When a line below contains the string "directory", show that line.

▶ _Information supplied_
----------
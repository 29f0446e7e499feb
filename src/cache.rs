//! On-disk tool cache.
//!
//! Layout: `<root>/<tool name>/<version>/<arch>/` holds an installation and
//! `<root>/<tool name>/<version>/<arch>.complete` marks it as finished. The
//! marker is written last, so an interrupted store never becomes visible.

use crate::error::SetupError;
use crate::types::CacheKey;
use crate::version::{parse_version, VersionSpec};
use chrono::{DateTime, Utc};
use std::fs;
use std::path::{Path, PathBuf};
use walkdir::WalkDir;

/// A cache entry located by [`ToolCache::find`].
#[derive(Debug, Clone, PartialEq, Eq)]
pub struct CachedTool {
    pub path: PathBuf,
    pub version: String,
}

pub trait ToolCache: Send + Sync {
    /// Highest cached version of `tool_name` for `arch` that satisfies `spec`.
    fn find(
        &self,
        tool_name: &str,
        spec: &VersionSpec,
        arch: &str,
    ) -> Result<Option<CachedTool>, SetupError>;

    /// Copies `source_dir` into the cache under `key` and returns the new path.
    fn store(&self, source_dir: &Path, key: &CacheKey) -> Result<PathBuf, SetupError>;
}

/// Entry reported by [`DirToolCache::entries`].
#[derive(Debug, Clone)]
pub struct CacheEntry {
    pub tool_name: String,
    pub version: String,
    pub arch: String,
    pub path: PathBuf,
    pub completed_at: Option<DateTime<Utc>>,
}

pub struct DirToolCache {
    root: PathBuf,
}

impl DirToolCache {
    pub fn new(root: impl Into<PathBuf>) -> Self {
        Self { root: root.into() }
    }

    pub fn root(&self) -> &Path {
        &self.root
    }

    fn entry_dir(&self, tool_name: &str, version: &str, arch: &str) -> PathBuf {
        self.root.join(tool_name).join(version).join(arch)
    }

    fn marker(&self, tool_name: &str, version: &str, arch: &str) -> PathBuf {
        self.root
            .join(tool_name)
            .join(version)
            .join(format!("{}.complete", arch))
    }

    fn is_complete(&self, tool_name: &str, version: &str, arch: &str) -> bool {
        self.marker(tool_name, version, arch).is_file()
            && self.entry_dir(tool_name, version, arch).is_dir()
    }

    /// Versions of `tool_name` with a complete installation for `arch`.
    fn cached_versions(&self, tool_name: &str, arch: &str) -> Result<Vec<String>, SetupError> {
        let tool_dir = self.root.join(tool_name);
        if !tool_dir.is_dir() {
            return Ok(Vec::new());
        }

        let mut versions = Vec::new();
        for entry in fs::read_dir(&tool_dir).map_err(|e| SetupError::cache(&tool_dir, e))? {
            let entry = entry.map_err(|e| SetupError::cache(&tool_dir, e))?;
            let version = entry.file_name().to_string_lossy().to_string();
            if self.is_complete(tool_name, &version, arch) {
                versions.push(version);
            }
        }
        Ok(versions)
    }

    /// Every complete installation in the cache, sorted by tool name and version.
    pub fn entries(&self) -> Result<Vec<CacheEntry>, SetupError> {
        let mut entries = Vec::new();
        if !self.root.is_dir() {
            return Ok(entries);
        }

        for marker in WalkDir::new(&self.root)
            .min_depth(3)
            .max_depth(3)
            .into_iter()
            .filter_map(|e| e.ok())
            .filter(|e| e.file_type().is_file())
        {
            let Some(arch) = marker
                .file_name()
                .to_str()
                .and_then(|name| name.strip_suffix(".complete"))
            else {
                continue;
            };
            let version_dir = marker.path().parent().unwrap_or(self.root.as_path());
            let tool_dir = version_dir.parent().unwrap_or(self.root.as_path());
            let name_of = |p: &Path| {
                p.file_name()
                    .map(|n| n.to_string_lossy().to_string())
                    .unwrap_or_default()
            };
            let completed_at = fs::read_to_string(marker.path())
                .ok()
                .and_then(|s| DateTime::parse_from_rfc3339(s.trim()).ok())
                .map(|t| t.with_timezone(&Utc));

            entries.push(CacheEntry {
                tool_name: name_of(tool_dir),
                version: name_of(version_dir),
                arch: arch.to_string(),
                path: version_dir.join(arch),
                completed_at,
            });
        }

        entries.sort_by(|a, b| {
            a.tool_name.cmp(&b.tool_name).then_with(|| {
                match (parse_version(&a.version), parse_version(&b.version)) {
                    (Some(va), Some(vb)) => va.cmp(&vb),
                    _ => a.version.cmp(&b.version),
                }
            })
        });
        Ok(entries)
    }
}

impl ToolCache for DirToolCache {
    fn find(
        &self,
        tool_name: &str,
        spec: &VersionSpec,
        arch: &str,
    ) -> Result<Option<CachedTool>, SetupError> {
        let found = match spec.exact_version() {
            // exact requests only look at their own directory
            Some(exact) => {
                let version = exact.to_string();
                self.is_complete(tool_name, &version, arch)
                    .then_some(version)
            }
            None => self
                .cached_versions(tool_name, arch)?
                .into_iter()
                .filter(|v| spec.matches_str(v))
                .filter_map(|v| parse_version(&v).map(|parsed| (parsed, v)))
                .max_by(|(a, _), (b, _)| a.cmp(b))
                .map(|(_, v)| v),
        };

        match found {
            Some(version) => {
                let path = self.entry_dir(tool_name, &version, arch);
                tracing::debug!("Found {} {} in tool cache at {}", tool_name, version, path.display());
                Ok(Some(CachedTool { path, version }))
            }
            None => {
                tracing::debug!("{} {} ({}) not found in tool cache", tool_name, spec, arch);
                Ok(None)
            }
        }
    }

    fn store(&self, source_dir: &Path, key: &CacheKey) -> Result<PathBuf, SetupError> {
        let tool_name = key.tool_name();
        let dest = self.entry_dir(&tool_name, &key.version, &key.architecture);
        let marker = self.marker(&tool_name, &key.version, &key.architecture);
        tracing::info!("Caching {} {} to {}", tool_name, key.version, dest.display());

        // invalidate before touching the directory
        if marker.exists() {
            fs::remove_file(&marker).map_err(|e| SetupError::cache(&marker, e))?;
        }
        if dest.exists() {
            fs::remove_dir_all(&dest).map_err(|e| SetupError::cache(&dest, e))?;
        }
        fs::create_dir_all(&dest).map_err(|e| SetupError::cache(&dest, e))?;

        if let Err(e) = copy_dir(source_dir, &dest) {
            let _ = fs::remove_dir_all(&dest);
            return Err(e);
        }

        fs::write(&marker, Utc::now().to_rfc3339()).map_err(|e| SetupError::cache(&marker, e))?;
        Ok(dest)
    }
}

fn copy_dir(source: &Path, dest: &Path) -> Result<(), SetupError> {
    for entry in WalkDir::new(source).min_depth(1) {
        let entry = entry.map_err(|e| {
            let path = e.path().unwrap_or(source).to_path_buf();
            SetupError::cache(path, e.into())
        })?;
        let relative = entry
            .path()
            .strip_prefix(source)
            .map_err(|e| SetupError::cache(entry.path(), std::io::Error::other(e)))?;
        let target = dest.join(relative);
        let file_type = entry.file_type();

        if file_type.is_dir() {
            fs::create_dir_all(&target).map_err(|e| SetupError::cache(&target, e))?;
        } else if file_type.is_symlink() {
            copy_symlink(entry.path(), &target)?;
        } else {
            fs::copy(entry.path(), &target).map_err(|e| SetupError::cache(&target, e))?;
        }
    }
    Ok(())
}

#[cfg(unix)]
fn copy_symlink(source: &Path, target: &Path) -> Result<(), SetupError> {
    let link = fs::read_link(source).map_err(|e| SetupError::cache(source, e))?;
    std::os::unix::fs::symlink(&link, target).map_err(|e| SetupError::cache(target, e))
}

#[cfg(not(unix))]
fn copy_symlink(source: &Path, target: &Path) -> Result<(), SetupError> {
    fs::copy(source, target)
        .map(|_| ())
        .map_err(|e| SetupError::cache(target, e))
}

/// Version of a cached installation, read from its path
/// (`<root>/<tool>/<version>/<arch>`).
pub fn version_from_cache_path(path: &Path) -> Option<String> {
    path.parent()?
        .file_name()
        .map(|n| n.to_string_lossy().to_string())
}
----------
▶ _Response below_
            // exact requests only look at their own directory
        // invalidate before touching the directory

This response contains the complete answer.